Yesterday I was in church and a friend came up to me and asked for a copy of the Bible Study I wrote for girls on inner beauty.  She told me about someone who wanted to do a study like it with her daughter.  I smiled as I handed her the copy I just "happened" to bring to church with me!  Hmmmmm....I think I just ministered in some small way!

Then she told me about another person she told about my blog and how I wrote about my miscarriages in a very transparent way.  She said her friend went here and read it and she felt less alone in her loss.  Hmmmm.....ministry?

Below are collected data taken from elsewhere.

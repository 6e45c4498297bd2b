//! JSON configuration and report helpers for re-centering runs.

use crate::RecenterIoError;
use camera_recenter_core::{BorderMode, PinholeIntrinsics, RecenterParams, Recentering};
use nalgebra::Matrix3;
use serde::{Deserialize, Serialize};
use std::{
    fs,
    path::{Path, PathBuf},
};

/// Focal length (pixels) assumed when a config carries no intrinsics.
pub const DEFAULT_FOCAL_PX: f64 = 1000.0;

/// Configuration for one re-centering run.
#[derive(Debug, Clone, PartialEq, Serialize, Deserialize)]
pub struct RecenterConfig {
    /// Path to the input image.
    pub image_path: String,
    /// Source pixel `[x, y]` that becomes the new image center.
    pub target: [f64; 2],
    /// Source intrinsics. Defaults to `DEFAULT_FOCAL_PX` with the principal
    /// point at the image center.
    #[serde(default)]
    pub intrinsics: Option<PinholeIntrinsics>,
    /// Output `[width, height]`; defaults to the input size.
    #[serde(default)]
    pub output_size: Option<[usize; 2]>,
    #[serde(default)]
    pub border: BorderMode,
    /// Where to write the re-centered image.
    #[serde(default)]
    pub output_path: Option<String>,
    /// Where to write the JSON report, if anywhere.
    #[serde(default)]
    pub report_path: Option<String>,
}

impl RecenterConfig {
    pub fn new(image_path: impl Into<String>, target_x: f64, target_y: f64) -> Self {
        Self {
            image_path: image_path.into(),
            target: [target_x, target_y],
            intrinsics: None,
            output_size: None,
            border: BorderMode::default(),
            output_path: None,
            report_path: None,
        }
    }

    /// Load a JSON config from disk.
    pub fn load_json(path: impl AsRef<Path>) -> Result<Self, RecenterIoError> {
        let raw = fs::read_to_string(path)?;
        Ok(serde_json::from_str(&raw)?)
    }

    /// Write this config to disk as pretty JSON.
    pub fn write_json(&self, path: impl AsRef<Path>) -> Result<(), RecenterIoError> {
        let json = serde_json::to_string_pretty(self)?;
        fs::write(path, json)?;
        Ok(())
    }

    /// Resolve the output image path.
    pub fn output_path(&self) -> PathBuf {
        self.output_path
            .as_ref()
            .map(PathBuf::from)
            .unwrap_or_else(|| PathBuf::from("recentered.png"))
    }

    /// Intrinsics for a source of the given size.
    pub fn intrinsics_for(&self, width: usize, height: usize) -> PinholeIntrinsics {
        self.intrinsics
            .unwrap_or_else(|| PinholeIntrinsics::centered(DEFAULT_FOCAL_PX, width, height))
    }

    /// Build core parameters for a source of the given size.
    pub fn build_params(&self, width: usize, height: usize) -> RecenterParams {
        let k = self.intrinsics_for(width, height);
        let mut params =
            RecenterParams::new(self.target[0], self.target[1], k.matrix()).with_border(self.border);
        if let Some([w, h]) = self.output_size {
            params = params.with_output_size(w, h);
        }
        params
    }
}

/// Summary of a run, written next to the output image.
#[derive(Debug, Clone, PartialEq, Serialize, Deserialize)]
pub struct RecenterReport {
    #[serde(default)]
    pub image_path: Option<String>,
    #[serde(default)]
    pub output_path: Option<String>,
    pub input_size: [usize; 2],
    pub output_size: [usize; 2],
    pub target: [f64; 2],
    pub intrinsics: PinholeIntrinsics,
    pub new_intrinsics: PinholeIntrinsics,
    /// Row-major rotation matrix.
    pub rotation: [[f64; 3]; 3],
    /// Row-major homography, source pixels to output pixels.
    pub homography: [[f64; 3]; 3],
    /// Source location sampled by the output principal point.
    pub center_source: Option<[f64; 2]>,
}

impl RecenterReport {
    pub fn new(
        input_size: [usize; 2],
        params: &RecenterParams,
        geometry: &Recentering,
    ) -> Self {
        let (cx, cy) = geometry.output_center();
        Self {
            image_path: None,
            output_path: None,
            input_size,
            output_size: [geometry.output_width, geometry.output_height],
            target: params.target,
            intrinsics: PinholeIntrinsics::from_matrix(&params.intrinsics),
            new_intrinsics: geometry.new_intrinsics,
            rotation: rows(&geometry.rotation),
            homography: geometry.h_out_from_src.to_array(),
            center_source: geometry.source_of(cx, cy).map(|(x, y)| [x, y]),
        }
    }

    pub fn with_paths(mut self, image_path: Option<String>, output_path: Option<String>) -> Self {
        self.image_path = image_path;
        self.output_path = output_path;
        self
    }

    pub fn write_json(&self, path: impl AsRef<Path>) -> Result<(), RecenterIoError> {
        let json = serde_json::to_string_pretty(self)?;
        fs::write(path, json)?;
        Ok(())
    }

    pub fn load_json(path: impl AsRef<Path>) -> Result<Self, RecenterIoError> {
        let raw = fs::read_to_string(path)?;
        Ok(serde_json::from_str(&raw)?)
    }
}

fn rows(m: &Matrix3<f64>) -> [[f64; 3]; 3] {
    std::array::from_fn(|r| std::array::from_fn(|c| m[(r, c)]))
}

#[cfg(test)]
mod tests {
    use super::*;
    use approx::assert_relative_eq;
    use camera_recenter_core::recentering_homography;

    #[test]
    fn minimal_json_uses_defaults() {
        let cfg: RecenterConfig =
            serde_json::from_str(r#"{ "image_path": "a.png", "target": [600, 400] }"#).unwrap();
        assert_eq!(cfg.border, BorderMode::Constant(0));
        assert_eq!(cfg.output_path(), PathBuf::from("recentered.png"));
        assert_eq!(
            cfg.intrinsics_for(800, 600),
            PinholeIntrinsics::new(1000.0, 1000.0, 400.0, 300.0)
        );
        let params = cfg.build_params(800, 600);
        assert_eq!(params.output_size, None);
        assert_eq!(params.target, [600.0, 400.0]);
    }

    #[test]
    fn overrides_reach_params() {
        let cfg: RecenterConfig = serde_json::from_str(
            r#"{
                "image_path": "a.png",
                "target": [10.5, 20.0],
                "intrinsics": { "fx": 500, "fy": 510, "cx": 50, "cy": 40 },
                "output_size": [64, 48],
                "border": "replicate"
            }"#,
        )
        .unwrap();
        let params = cfg.build_params(100, 80);
        assert_eq!(params.output_size, Some((64, 48)));
        assert_eq!(params.border, BorderMode::Replicate);
        assert_eq!(params.intrinsics[(1, 1)], 510.0);
    }

    #[test]
    fn config_file_round_trip() {
        let dir = tempfile::tempdir().unwrap();
        let path = dir.path().join("cfg.json");
        let mut cfg = RecenterConfig::new("in.png", 1.0, 2.0);
        cfg.output_path = Some("out.png".to_string());
        cfg.border = BorderMode::Constant(128);
        cfg.write_json(&path).unwrap();
        assert_eq!(RecenterConfig::load_json(&path).unwrap(), cfg);
    }

    #[test]
    fn missing_config_is_io_error() {
        let err = RecenterConfig::load_json("/definitely/not/here.json").unwrap_err();
        assert!(matches!(err, RecenterIoError::Io(_)));
    }

    #[test]
    fn report_records_center_source() {
        let cfg = RecenterConfig::new("in.png", 600.0, 400.0);
        let params = cfg.build_params(800, 600);
        let g = recentering_homography(600.0, 400.0, &params.intrinsics, 800, 600).unwrap();
        let report = RecenterReport::new([800, 600], &params, &g);
        let [x, y] = report.center_source.unwrap();
        assert_relative_eq!(x, 600.0, epsilon = 1e-9);
        assert_relative_eq!(y, 400.0, epsilon = 1e-9);
        assert_eq!(report.output_size, [800, 600]);
        assert_eq!(report.new_intrinsics.cx, 400.0);
        assert_eq!(report.rotation[0][2], g.rotation[(0, 2)]);
        assert_eq!(report.rotation[2][0], g.rotation[(2, 0)]);
        assert_eq!(report.homography, g.h_out_from_src.to_array());
    }
}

Then today I received a phone call from a friend who told me how her and her husband reached out and helped a couple in a similar situation they were just in and encouraged them that it was going to be okay.  They shared with them how God helped them through this challenge and to continue to trust Him.  She said, "Shelli, we learned that from you and Mike, because you did it for us when we were there!"  I cried.  There is 3 different times in 3 different ways God was able to use me without me!  The Lord knew I was feeling left out and He made it a point to show me that I am not.

He has called me to be focused on our incredible 7 children.  He has asked me to care for these baby twins, love on them, bath them, change them, hold them through the night and that means I have to give up some freedom.  I'm okay with that!  Now that I think about it, I actually feel quite honored!